> _SUPPLIED ENTRIES_:
=====
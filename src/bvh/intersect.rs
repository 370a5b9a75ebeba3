///
/// Branch-and-bound front-to-back BVH traversal.
///
/// The robust variant is inspired from T. Ize's "Robust BVH Ray
/// Traversal" article. It is only enabled when the `robust-traversal`
/// feature is set, and guarantees that rays grazing the edge shared by
/// two boxes cannot slip between them.

use smallvec::SmallVec;

use super::{Bvh, BvhNode};
use crate::ray::{Hit, Ray};
use crate::utils::{max_real, min_real, safe_inverse, Real};
#[cfg(not(feature = "robust-traversal"))]
use crate::utils::fast_mul_add;
#[cfg(feature = "robust-traversal")]
use crate::utils::add_ulp_magnitude;
use crate::vector::{vec3, Vec3r};

// Inline capacity of the traversal stack; enough for any realistic
// tree depth, spilling to the heap otherwise
const STACK_DEPTH: usize = 64;

#[cfg(feature = "robust-traversal")]
struct RayData {
    inv_dir: Vec3r,
    padded_inv_dir: Vec3r,
    octant: [usize; 3],
}

#[cfg(not(feature = "robust-traversal"))]
struct RayData {
    inv_dir: Vec3r,
    scaled_org: Vec3r,
    octant: [usize; 3],
}

impl RayData {
    #[cfg(feature = "robust-traversal")]
    fn new(ray: &Ray) -> Self {
        let inv_dir = vec3(
            safe_inverse(ray.dir.0),
            safe_inverse(ray.dir.1),
            safe_inverse(ray.dir.2),
        );
        Self {
            inv_dir,
            padded_inv_dir: vec3(
                add_ulp_magnitude(inv_dir.0, 2),
                add_ulp_magnitude(inv_dir.1, 2),
                add_ulp_magnitude(inv_dir.2, 2),
            ),
            octant: octant(ray),
        }
    }

    #[cfg(not(feature = "robust-traversal"))]
    fn new(ray: &Ray) -> Self {
        let inv_dir = vec3(
            safe_inverse(ray.dir.0),
            safe_inverse(ray.dir.1),
            safe_inverse(ray.dir.2),
        );
        Self {
            inv_dir,
            scaled_org: vec3(
                -ray.org.0 * inv_dir.0,
                -ray.org.1 * inv_dir.1,
                -ray.org.2 * inv_dir.2,
            ),
            octant: octant(ray),
        }
    }

    #[cfg(feature = "robust-traversal")]
    #[inline(always)]
    fn intersect_axis_min(&self, axis: u32, p: Real, ray: &Ray) -> Real {
        (p - ray.org[axis]) * self.inv_dir[axis]
    }

    #[cfg(feature = "robust-traversal")]
    #[inline(always)]
    fn intersect_axis_max(&self, axis: u32, p: Real, ray: &Ray) -> Real {
        (p - ray.org[axis]) * self.padded_inv_dir[axis]
    }

    #[cfg(not(feature = "robust-traversal"))]
    #[inline(always)]
    fn intersect_axis_min(&self, axis: u32, p: Real, _ray: &Ray) -> Real {
        fast_mul_add(p, self.inv_dir[axis], self.scaled_org[axis])
    }

    #[cfg(not(feature = "robust-traversal"))]
    #[inline(always)]
    fn intersect_axis_max(&self, axis: u32, p: Real, ray: &Ray) -> Real {
        self.intersect_axis_min(axis, p, ray)
    }
}

fn octant(ray: &Ray) -> [usize; 3] {
    [
        usize::from(ray.dir.0.is_sign_negative()),
        usize::from(ray.dir.1.is_sign_negative()),
        usize::from(ray.dir.2.is_sign_negative()),
    ]
}

// Slab test against the node bounds, selecting the near and far plane
// of each axis from the ray octant. Returns the entry distance if the
// slab interval overlaps `[t_min, t_max]`.
#[inline]
fn intersect_node(ray: &Ray, ray_data: &RayData, node: &BvhNode) -> Option<Real> {
    let tmin_x = ray_data.intersect_axis_min(0, node.bounds[ray_data.octant[0]], ray);
    let tmin_y = ray_data.intersect_axis_min(1, node.bounds[2 + ray_data.octant[1]], ray);
    let tmin_z = ray_data.intersect_axis_min(2, node.bounds[4 + ray_data.octant[2]], ray);
    let tmax_x = ray_data.intersect_axis_max(0, node.bounds[1 - ray_data.octant[0]], ray);
    let tmax_y = ray_data.intersect_axis_max(1, node.bounds[2 + 1 - ray_data.octant[1]], ray);
    let tmax_z = ray_data.intersect_axis_max(2, node.bounds[4 + 1 - ray_data.octant[2]], ray);

    let tmin = max_real(max_real(tmin_x, tmin_y), max_real(tmin_z, ray.t_min));
    let tmax = min_real(min_real(tmax_x, tmax_y), min_real(tmax_z, ray.t_max));

    (tmin <= tmax).then_some(tmin)
}

/// Intersects a BVH with a ray, using the given callback to intersect
/// the primitives in a leaf. If `any` is set, the traversal terminates
/// as soon as an intersection is found; otherwise it searches for the
/// closest one. The callback must shrink `ray.t_max` and fill `hit`
/// for every accepted intersection, and report whether it found one.
///
/// Returns true iff `hit` holds an intersection on return.
pub fn intersect_bvh<F>(
    bvh: &Bvh,
    ray: &mut Ray,
    hit: &mut Hit,
    any: bool,
    mut intersect_leaf: F,
) -> bool
where
    F: FnMut(&BvhNode, &mut Ray, &mut Hit, bool) -> bool,
{
    let ray_data = RayData::new(ray);

    // Special case when the root node is a leaf
    let root = bvh.root();
    if root.primitive_count > 0 {
        return intersect_node(ray, &ray_data, root).is_some()
            && intersect_leaf(root, ray, hit, any);
    }

    // General case
    let mut stack: SmallVec<[usize; STACK_DEPTH]> = SmallVec::new();
    let mut left_index = root.first_child_or_primitive as usize;
    loop {
        let left = &bvh.nodes[left_index];
        let right = &bvh.nodes[left_index + 1];

        // Intersect the two children together
        let t_left = intersect_node(ray, &ray_data, left);
        let t_right = intersect_node(ray, &ray_data, right);

        // Leaves are resolved immediately; inner children stay
        // candidates for the descent below
        let mut candidate_left = None;
        if t_left.is_some() {
            if left.primitive_count > 0 {
                if intersect_leaf(left, ray, hit, any) && any {
                    return true;
                }
            } else {
                candidate_left = t_left.map(|t| (left_index, t));
            }
        }
        let mut candidate_right = None;
        if t_right.is_some() {
            if right.primitive_count > 0 {
                if intersect_leaf(right, ray, hit, any) && any {
                    return true;
                }
            } else {
                candidate_right = t_right.map(|t| (left_index + 1, t));
            }
        }

        match (candidate_left, candidate_right) {
            (Some((left, t_left)), Some((right, t_right))) => {
                // Both children are inner nodes: visit the nearer one
                // first (only worth it in closest intersection mode)
                let (near, far) = if !any && t_left > t_right {
                    (right, left)
                } else {
                    (left, right)
                };
                stack.push(bvh.nodes[far].first_child_or_primitive as usize);
                left_index = bvh.nodes[near].first_child_or_primitive as usize;
            }
            (Some((index, _)), None) | (None, Some((index, _))) => {
                left_index = bvh.nodes[index].first_child_or_primitive as usize;
            }
            (None, None) => match stack.pop() {
                Some(index) => left_index = index,
                None => break,
            },
        }
    }

    hit.is_hit()
}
=====
> _WHAT IS BEING ASKED_:
Every entry above needs to be written out again exactly.

> _RESPONSE_:
filename src/bvh/intersect.rs
repository 370a5b9a75ebeba3
///
/// Branch-and-bound front-to-back BVH traversal.
///
/// The robust variant is inspired from T. Ize's "Robust BVH Ray
/// Traversal" article. It is only enabled when the `robust-traversal`
/// feature is set, and guarantees that rays grazing the edge shared by
/// two boxes cannot slip between them.

use smallvec::SmallVec;

use super::{Bvh, BvhNode};
use crate::ray::{Hit, Ray};
use crate::utils::{max_real, min_real, safe_inverse, Real};
#[cfg(not(feature = "robust-traversal"))]
use crate::utils::fast_mul_add;
#[cfg(feature = "robust-traversal")]
use crate::utils::add_ulp_magnitude;
use crate::vector::{vec3, Vec3r};

// Inline capacity of the traversal stack; enough for any realistic
// tree depth, spilling to the heap otherwise
const STACK_DEPTH: usize = 64;

#[cfg(feature = "robust-traversal")]
struct RayData {
    inv_dir: Vec3r,
    padded_inv_dir: Vec3r,
    octant: [usize; 3],
}

#[cfg(not(feature = "robust-traversal"))]
struct RayData {
    inv_dir: Vec3r,
    scaled_org: Vec3r,
    octant: [usize; 3],
}

impl RayData {
    #[cfg(feature = "robust-traversal")]
    fn new(ray: &Ray) -> Self {
        let inv_dir = vec3(
            safe_inverse(ray.dir.0),
            safe_inverse(ray.dir.1),
            safe_inverse(ray.dir.2),
        );
        Self {
            inv_dir,
            padded_inv_dir: vec3(
                add_ulp_magnitude(inv_dir.0, 2),
                add_ulp_magnitude(inv_dir.1, 2),
                add_ulp_magnitude(inv_dir.2, 2),
            ),
            octant: octant(ray),
        }
    }

    #[cfg(not(feature = "robust-traversal"))]
    fn new(ray: &Ray) -> Self {
        let inv_dir = vec3(
            safe_inverse(ray.dir.0),
            safe_inverse(ray.dir.1),
            safe_inverse(ray.dir.2),
        );
        Self {
            inv_dir,
            scaled_org: vec3(
                -ray.org.0 * inv_dir.0,
                -ray.org.1 * inv_dir.1,
                -ray.org.2 * inv_dir.2,
            ),
            octant: octant(ray),
        }
    }

    #[cfg(feature = "robust-traversal")]
    #[inline(always)]
    fn intersect_axis_min(&self, axis: u32, p: Real, ray: &Ray) -> Real {
        (p - ray.org[axis]) * self.inv_dir[axis]
    }

    #[cfg(feature = "robust-traversal")]
    #[inline(always)]
    fn intersect_axis_max(&self, axis: u32, p: Real, ray: &Ray) -> Real {
        (p - ray.org[axis]) * self.padded_inv_dir[axis]
    }

    #[cfg(not(feature = "robust-traversal"))]
    #[inline(always)]
    fn intersect_axis_min(&self, axis: u32, p: Real, _ray: &Ray) -> Real {
        fast_mul_add(p, self.inv_dir[axis], self.scaled_org[axis])
    }

    #[cfg(not(feature = "robust-traversal"))]
    #[inline(always)]
    fn intersect_axis_max(&self, axis: u32, p: Real, ray: &Ray) -> Real {
        self.intersect_axis_min(axis, p, ray)
    }
}

fn octant(ray: &Ray) -> [usize; 3] {
    [
        usize::from(ray.dir.0.is_sign_negative()),
        usize::from(ray.dir.1.is_sign_negative()),
        usize::from(ray.dir.2.is_sign_negative()),
    ]
}

// Slab test against the node bounds, selecting the near and far plane
// of each axis from the ray octant. Returns the entry distance if the
// slab interval overlaps `[t_min, t_max]`.
#[inline]
fn intersect_node(ray: &Ray, ray_data: &RayData, node: &BvhNode) -> Option<Real> {
    let tmin_x = ray_data.intersect_axis_min(0, node.bounds[ray_data.octant[0]], ray);
    let tmin_y = ray_data.intersect_axis_min(1, node.bounds[2 + ray_data.octant[1]], ray);
    let tmin_z = ray_data.intersect_axis_min(2, node.bounds[4 + ray_data.octant[2]], ray);
    let tmax_x = ray_data.intersect_axis_max(0, node.bounds[1 - ray_data.octant[0]], ray);
    let tmax_y = ray_data.intersect_axis_max(1, node.bounds[2 + 1 - ray_data.octant[1]], ray);
    let tmax_z = ray_data.intersect_axis_max(2, node.bounds[4 + 1 - ray_data.octant[2]], ray);

    let tmin = max_real(max_real(tmin_x, tmin_y), max_real(tmin_z, ray.t_min));
    let tmax = min_real(min_real(tmax_x, tmax_y), min_real(tmax_z, ray.t_max));

    (tmin <= tmax).then_some(tmin)
}

/// Intersects a BVH with a ray, using the given callback to intersect
/// the primitives in a leaf. If `any` is set, the traversal terminates
/// as soon as an intersection is found; otherwise it searches for the
/// closest one. The callback must shrink `ray.t_max` and fill `hit`
/// for every accepted intersection, and report whether it found one.
///
/// Returns true iff `hit` holds an intersection on return.
pub fn intersect_bvh<F>(
    bvh: &Bvh,
    ray: &mut Ray,
    hit: &mut Hit,
    any: bool,
    mut intersect_leaf: F,
) -> bool
where
    F: FnMut(&BvhNode, &mut Ray, &mut Hit, bool) -> bool,
{
    let ray_data = RayData::new(ray);

    // Special case when the root node is a leaf
    let root = bvh.root();
    if root.primitive_count > 0 {
        return intersect_node(ray, &ray_data, root).is_some()
            && intersect_leaf(root, ray, hit, any);
    }

    // General case
    let mut stack: SmallVec<[usize; STACK_DEPTH]> = SmallVec::new();
    let mut left_index = root.first_child_or_primitive as usize;
    loop {
        let left = &bvh.nodes[left_index];
        let right = &bvh.nodes[left_index + 1];

        // Intersect the two children together
        let t_left = intersect_node(ray, &ray_data, left);
        let t_right = intersect_node(ray, &ray_data, right);

        // Leaves are resolved immediately; inner children stay
        // candidates for the descent below
        let mut candidate_left = None;
        if t_left.is_some() {
            if left.primitive_count > 0 {
                if intersect_leaf(left, ray, hit, any) && any {
                    return true;
                }
            } else {
                candidate_left = t_left.map(|t| (left_index, t));
            }
        }
        let mut candidate_right = None;
        if t_right.is_some() {
            if right.primitive_count > 0 {
                if intersect_leaf(right, ray, hit, any) && any {
                    return true;
                }
            } else {
                candidate_right = t_right.map(|t| (left_index + 1, t));
            }
        }

        match (candidate_left, candidate_right) {
            (Some((left, t_left)), Some((right, t_right))) => {
                // Both children are inner nodes: visit the nearer one
                // first (only worth it in closest intersection mode)
                let (near, far) = if !any && t_left > t_right {
                    (right, left)
                } else {
                    (left, right)
                };
                stack.push(bvh.nodes[far].first_child_or_primitive as usize);
                left_index = bvh.nodes[near].first_child_or_primitive as usize;
            }
            (Some((index, _)), None) | (None, Some((index, _))) => {
                left_index = bvh.nodes[index].first_child_or_primitive as usize;
            }
            (None, None) => match stack.pop() {
                Some(index) => left_index = index,
                None => break,
            },
        }
    }

    hit.is_hit()
}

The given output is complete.